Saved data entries
————

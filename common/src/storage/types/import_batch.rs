use std::time::Duration;

use state_machines::state_machine;
use surrealdb::sql::Datetime as SurrealDatetime;
use uuid::Uuid;

use crate::{error::AppError, storage::db::SurrealDbClient, stored_object};

pub const DEFAULT_LEASE_SECS: i64 = 600;
pub const RECENT_BATCH_LIMIT: usize = 20;

#[derive(Debug, Default, Clone, Copy, serde::Serialize, serde::Deserialize, PartialEq, Eq)]
#[serde(rename_all = "lowercase")]
pub enum BatchStatus {
    #[default]
    Pending,
    Extracting,
    Processing,
    Completed,
    Failed,
}

impl BatchStatus {
    pub fn as_str(&self) -> &'static str {
        match self {
            BatchStatus::Pending => "pending",
            BatchStatus::Extracting => "extracting",
            BatchStatus::Processing => "processing",
            BatchStatus::Completed => "completed",
            BatchStatus::Failed => "failed",
        }
    }

    pub fn is_terminal(&self) -> bool {
        matches!(self, BatchStatus::Completed | BatchStatus::Failed)
    }
}

/// Pipeline stage that produced a per-file issue.
#[derive(Debug, Clone, Copy, serde::Serialize, serde::Deserialize, PartialEq, Eq)]
#[serde(rename_all = "lowercase")]
pub enum IssueStage {
    Extraction,
    Reconciliation,
}

#[derive(Debug, Clone, serde::Serialize, serde::Deserialize, PartialEq, Eq)]
pub struct FileIssue {
    pub filename: String,
    pub reason: String,
    pub stage: IssueStage,
}

impl FileIssue {
    pub fn extraction(filename: impl Into<String>, reason: impl Into<String>) -> Self {
        Self {
            filename: filename.into(),
            reason: reason.into(),
            stage: IssueStage::Extraction,
        }
    }

    pub fn reconciliation(filename: impl Into<String>, reason: impl Into<String>) -> Self {
        Self {
            filename: filename.into(),
            reason: reason.into(),
            stage: IssueStage::Reconciliation,
        }
    }
}

/// Final tallies written when a batch completes.
#[derive(Debug, Clone, Default, PartialEq, Eq)]
pub struct ReconcileTotals {
    pub success_count: u32,
    pub failed: Vec<FileIssue>,
    pub skipped: Vec<FileIssue>,
}

impl ReconcileTotals {
    pub fn processed(&self) -> u32 {
        let failed = u32::try_from(self.failed.len()).unwrap_or(u32::MAX);
        let skipped = u32::try_from(self.skipped.len()).unwrap_or(u32::MAX);
        self.success_count
            .saturating_add(failed)
            .saturating_add(skipped)
    }
}

#[derive(Debug, Clone, Copy)]
enum BatchTransition {
    StartExtraction,
    Discover,
    Extract,
    Submit,
    Complete,
    Fail,
}

impl BatchTransition {
    fn as_str(&self) -> &'static str {
        match self {
            BatchTransition::StartExtraction => "start_extraction",
            BatchTransition::Discover => "discover",
            BatchTransition::Extract => "extract",
            BatchTransition::Submit => "submit",
            BatchTransition::Complete => "complete",
            BatchTransition::Fail => "fail",
        }
    }
}

mod lifecycle {
    use super::state_machine;

    state_machine! {
        name: BatchLifecycleMachine,
        initial: Pending,
        states: [Pending, Extracting, Processing, Completed, Failed],
        events {
            start_extraction {
                transition: { from: Pending, to: Extracting }
            }
            submit {
                transition: { from: Extracting, to: Processing }
            }
            complete {
                transition: { from: Processing, to: Completed }
            }
            fail {
                transition: { from: Pending, to: Failed }
                transition: { from: Extracting, to: Failed }
                transition: { from: Processing, to: Failed }
            }
        }
    }

    pub(super) fn pending() -> BatchLifecycleMachine<(), Pending> {
        BatchLifecycleMachine::new(())
    }

    pub(super) fn extracting() -> BatchLifecycleMachine<(), Extracting> {
        pending()
            .start_extraction()
            .expect("start_extraction transition from Pending should exist")
    }

    pub(super) fn processing() -> BatchLifecycleMachine<(), Processing> {
        extracting()
            .submit()
            .expect("submit transition from Extracting should exist")
    }
}

fn invalid_transition(state: BatchStatus, event: BatchTransition) -> AppError {
    AppError::Validation(format!(
        "Invalid import batch transition: {} -> {}",
        state.as_str(),
        event.as_str()
    ))
}

fn compute_next_state(state: BatchStatus, event: BatchTransition) -> Result<BatchStatus, AppError> {
    use lifecycle::*;
    match (state, event) {
        (BatchStatus::Pending, BatchTransition::StartExtraction) => pending()
            .start_extraction()
            .map(|_| BatchStatus::Extracting)
            .map_err(|_| invalid_transition(state, event)),
        (BatchStatus::Extracting, BatchTransition::Submit) => extracting()
            .submit()
            .map(|_| BatchStatus::Processing)
            .map_err(|_| invalid_transition(state, event)),
        (BatchStatus::Processing, BatchTransition::Complete) => processing()
            .complete()
            .map(|_| BatchStatus::Completed)
            .map_err(|_| invalid_transition(state, event)),
        (BatchStatus::Pending, BatchTransition::Fail) => pending()
            .fail()
            .map(|_| BatchStatus::Failed)
            .map_err(|_| invalid_transition(state, event)),
        (BatchStatus::Extracting, BatchTransition::Fail) => extracting()
            .fail()
            .map(|_| BatchStatus::Failed)
            .map_err(|_| invalid_transition(state, event)),
        (BatchStatus::Processing, BatchTransition::Fail) => processing()
            .fail()
            .map(|_| BatchStatus::Failed)
            .map_err(|_| invalid_transition(state, event)),
        _ => Err(invalid_transition(state, event)),
    }
}

stored_object!(ImportBatch, "import_batch", {
    tenant_id: String,
    user_id: String,
    status: BatchStatus,
    total_files: u32,
    extracted_files: u32,
    processed_files: u32,
    success_count: u32,
    failed_count: u32,
    skipped_count: u32,
    extraction_failed_count: u32,
    #[serde(default)]
    failed_files: Vec<FileIssue>,
    #[serde(default)]
    skipped_files: Vec<FileIssue>,
    input_uri: Option<String>,
    output_uri: Option<String>,
    external_job_id: Option<String>,
    error_message: Option<String>,
    #[serde(
        serialize_with = "serialize_option_datetime",
        deserialize_with = "deserialize_option_datetime",
        default
    )]
    started_at: Option<chrono::DateTime<chrono::Utc>>,
    #[serde(
        serialize_with = "serialize_option_datetime",
        deserialize_with = "deserialize_option_datetime",
        default
    )]
    completed_at: Option<chrono::DateTime<chrono::Utc>>,
    #[serde(
        serialize_with = "serialize_option_datetime",
        deserialize_with = "deserialize_option_datetime",
        default
    )]
    locked_at: Option<chrono::DateTime<chrono::Utc>>,
    lease_duration_secs: i64,
    lease_token: Option<String>
});
#![allow(clippy::missing_docs_in_private_items, clippy::result_large_err)]

pub mod error;
pub mod storage;
pub mod utils;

————

=== Your instructions ===
Retype the entries exactly, including every line.

=== Answer area ===
filename common/src/storage/types/import_batch.rs
use std::time::Duration;

use state_machines::state_machine;
use surrealdb::sql::Datetime as SurrealDatetime;
use uuid::Uuid;

use crate::{error::AppError, storage::db::SurrealDbClient, stored_object};

pub const DEFAULT_LEASE_SECS: i64 = 600;
pub const RECENT_BATCH_LIMIT: usize = 20;

#[derive(Debug, Default, Clone, Copy, serde::Serialize, serde::Deserialize, PartialEq, Eq)]
#[serde(rename_all = "lowercase")]
pub enum BatchStatus {
    #[default]
    Pending,
    Extracting,
    Processing,
    Completed,
    Failed,
}

impl BatchStatus {
    pub fn as_str(&self) -> &'static str {
        match self {
            BatchStatus::Pending => "pending",
            BatchStatus::Extracting => "extracting",
            BatchStatus::Processing => "processing",
            BatchStatus::Completed => "completed",
            BatchStatus::Failed => "failed",
        }
    }

    pub fn is_terminal(&self) -> bool {
        matches!(self, BatchStatus::Completed | BatchStatus::Failed)
    }
}

/// Pipeline stage that produced a per-file issue.
#[derive(Debug, Clone, Copy, serde::Serialize, serde::Deserialize, PartialEq, Eq)]
#[serde(rename_all = "lowercase")]
pub enum IssueStage {
    Extraction,
    Reconciliation,
}

#[derive(Debug, Clone, serde::Serialize, serde::Deserialize, PartialEq, Eq)]
pub struct FileIssue {
    pub filename: String,
    pub reason: String,
    pub stage: IssueStage,
}

impl FileIssue {
    pub fn extraction(filename: impl Into<String>, reason: impl Into<String>) -> Self {
        Self {
            filename: filename.into(),
            reason: reason.into(),
            stage: IssueStage::Extraction,
        }
    }

    pub fn reconciliation(filename: impl Into<String>, reason: impl Into<String>) -> Self {
        Self {
            filename: filename.into(),
            reason: reason.into(),
            stage: IssueStage::Reconciliation,
        }
    }
}

/// Final tallies written when a batch completes.
#[derive(Debug, Clone, Default, PartialEq, Eq)]
pub struct ReconcileTotals {
    pub success_count: u32,
    pub failed: Vec<FileIssue>,
    pub skipped: Vec<FileIssue>,
}

impl ReconcileTotals {
    pub fn processed(&self) -> u32 {
        let failed = u32::try_from(self.failed.len()).unwrap_or(u32::MAX);
        let skipped = u32::try_from(self.skipped.len()).unwrap_or(u32::MAX);
        self.success_count
            .saturating_add(failed)
            .saturating_add(skipped)
    }
}

#[derive(Debug, Clone, Copy)]
enum BatchTransition {
    StartExtraction,
    Discover,
    Extract,
    Submit,
    Complete,
    Fail,
}

impl BatchTransition {
    fn as_str(&self) -> &'static str {
        match self {
            BatchTransition::StartExtraction => "start_extraction",
            BatchTransition::Discover => "discover",
            BatchTransition::Extract => "extract",
            BatchTransition::Submit => "submit",
            BatchTransition::Complete => "complete",
            BatchTransition::Fail => "fail",
        }
    }
}

mod lifecycle {
    use super::state_machine;

    state_machine! {
        name: BatchLifecycleMachine,
        initial: Pending,
        states: [Pending, Extracting, Processing, Completed, Failed],
        events {
            start_extraction {
                transition: { from: Pending, to: Extracting }
            }
            submit {
                transition: { from: Extracting, to: Processing }
            }
            complete {
                transition: { from: Processing, to: Completed }
            }
            fail {
                transition: { from: Pending, to: Failed }
                transition: { from: Extracting, to: Failed }
                transition: { from: Processing, to: Failed }
            }
        }
    }

    pub(super) fn pending() -> BatchLifecycleMachine<(), Pending> {
        BatchLifecycleMachine::new(())
    }

    pub(super) fn extracting() -> BatchLifecycleMachine<(), Extracting> {
        pending()
            .start_extraction()
            .expect("start_extraction transition from Pending should exist")
    }

    pub(super) fn processing() -> BatchLifecycleMachine<(), Processing> {
        extracting()
            .submit()
            .expect("submit transition from Extracting should exist")
    }
}

fn invalid_transition(state: BatchStatus, event: BatchTransition) -> AppError {
    AppError::Validation(format!(
        "Invalid import batch transition: {} -> {}",
        state.as_str(),
        event.as_str()
    ))
}

fn compute_next_state(state: BatchStatus, event: BatchTransition) -> Result<BatchStatus, AppError> {
    use lifecycle::*;
    match (state, event) {
        (BatchStatus::Pending, BatchTransition::StartExtraction) => pending()
            .start_extraction()
            .map(|_| BatchStatus::Extracting)
            .map_err(|_| invalid_transition(state, event)),
        (BatchStatus::Extracting, BatchTransition::Submit) => extracting()
            .submit()
            .map(|_| BatchStatus::Processing)
            .map_err(|_| invalid_transition(state, event)),
        (BatchStatus::Processing, BatchTransition::Complete) => processing()
            .complete()
            .map(|_| BatchStatus::Completed)
            .map_err(|_| invalid_transition(state, event)),
        (BatchStatus::Pending, BatchTransition::Fail) => pending()
            .fail()
            .map(|_| BatchStatus::Failed)
            .map_err(|_| invalid_transition(state, event)),
        (BatchStatus::Extracting, BatchTransition::Fail) => extracting()
            .fail()
            .map(|_| BatchStatus::Failed)
            .map_err(|_| invalid_transition(state, event)),
        (BatchStatus::Processing, BatchTransition::Fail) => processing()
            .fail()
            .map(|_| BatchStatus::Failed)
            .map_err(|_| invalid_transition(state, event)),
        _ => Err(invalid_transition(state, event)),
    }
}

stored_object!(ImportBatch, "import_batch", {
    tenant_id: String,
    user_id: String,
    status: BatchStatus,
    total_files: u32,
    extracted_files: u32,
    processed_files: u32,
    success_count: u32,
    failed_count: u32,
    skipped_count: u32,
    extraction_failed_count: u32,
    #[serde(default)]
    failed_files: Vec<FileIssue>,
    #[serde(default)]
    skipped_files: Vec<FileIssue>,
    input_uri: Option<String>,
    output_uri: Option<String>,
    external_job_id: Option<String>,
    error_message: Option<String>,
    #[serde(
        serialize_with = "serialize_option_datetime",
        deserialize_with = "deserialize_option_datetime",
        default
    )]
    started_at: Option<chrono::DateTime<chrono::Utc>>,
    #[serde(
        serialize_with = "serialize_option_datetime",
        deserialize_with = "deserialize_option_datetime",
        default
    )]
    completed_at: Option<chrono::DateTime<chrono::Utc>>,
    #[serde(
        serialize_with = "serialize_option_datetime",
        deserialize_with = "deserialize_option_datetime",
        default
    )]
    locked_at: Option<chrono::DateTime<chrono::Utc>>,
    lease_duration_secs: i64,
    lease_token: Option<String>
});
#![allow(clippy::missing_docs_in_private_items, clippy::result_large_err)]

pub mod error;
pub mod storage;
pub mod utils;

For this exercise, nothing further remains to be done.